In recent years, political advice on immigration in both parties has gone something like this: "It's the third rail of politics." "The less said, the better." "If you say anything, talk tough."
But with President-elect Barack Obama's solid win — and his overwhelming support from Latinos — some think that advice may change.
"What the election showed is that the conventional wisdom on why immigration reform is too hot to handle is wrong," says Frank Sharry of America's Voice, a pro-immigration lobbying group.
More Hispanics than ever voted, and they voted 2-to-1 for Obama over McCain. Sharry says Latino support was decisive in helping deliver the swing states of Nevada, New Mexico, Colorado and Florida. And polls show it was the immigration issue — specifically some in the Republican Party who demonized illegal immigrants — that helped drive Latinos to the Democrats.
"The large, vocal anti-immigrant vote that has hijacked the Republican Party — they have a lot of bark but not a lot of bite," Sharry says. "They couldn't turn elections."
Sharry's group tracked 18 close congressional races that pitted an enforcement-oriented Republican against a pro-legalization Democrat; in nearly all, the Democrat won. As a senator and during the presidential campaign, Obama also expressed support for legalizing an estimated 12 million immigrants, provided they pay a fine, pay back taxes and learn English.
Does that mean an immigration revamp in Obama's first 100 days? Well, it's not likely, and if nothing else that's because of the economy.
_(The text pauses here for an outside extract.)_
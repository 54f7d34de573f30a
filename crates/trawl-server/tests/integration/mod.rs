mod api_tests;
mod common;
Labor economist Vernon Briggs of Cornell University says it's harder to argue for legalizing millions of low-skilled immigrants when many more low-skilled Americans are likely to find themselves out of work.
"The unemployment rates for unskilled workers without high school diplomas, or only a high school diploma, are the highest in the United States," says Briggs. "There's no indication that our labor force is in desperate need of unskilled, poorly educated, non-English speaking workers."
Supporters of legalization see it differently, arguing that the best way to make sure immigrants do not pose an unfair threat to American workers is to make the immigrants legal. But even ardent immigrant advocates admit the economic collapse does change something else.
"It probably takes off the table the creation and rapid implementation of any major new guest-worker program," says Craig Regelbrugge of the Agriculture Coalition for Immigration Reform.
Still, even if there's no support for bringing in new workers, Regelbrugge sees an argument for legalizing agricultural workers already in the United States. Seventy percent of them are believed to be undocumented, and he says these jobs do not disappear in a bad economy. Regelbrugge says efforts to find Americans to take agriculture jobs have failed, but each immigrant worker supports three to four other U.S. workers.
"So to the extent that Freida the fertilizer salesperson or Chuck the cheese factory worker are worried about their own well-being, so too they should be worried about Miguel the milker and Pepe the peach picker," he says. "Their jobs are here together, and if the production moves, the American jobs move, too."
With the economic crisis, health care and energy dominating the political agenda, the Obama administration and the next Congress may well be tempted to keep pushing off immigration.
But if they do, lobbyist Sharry would urge them to think about 2012 and the decisive Latino vote that will have grown even bigger by then. Sharry believes Democrats will need to push an immigration overhaul to satisfy this now crucial constituency. And if the diminished Republican Party hopes to win back that Hispanic support, it could be harder for them to oppose it.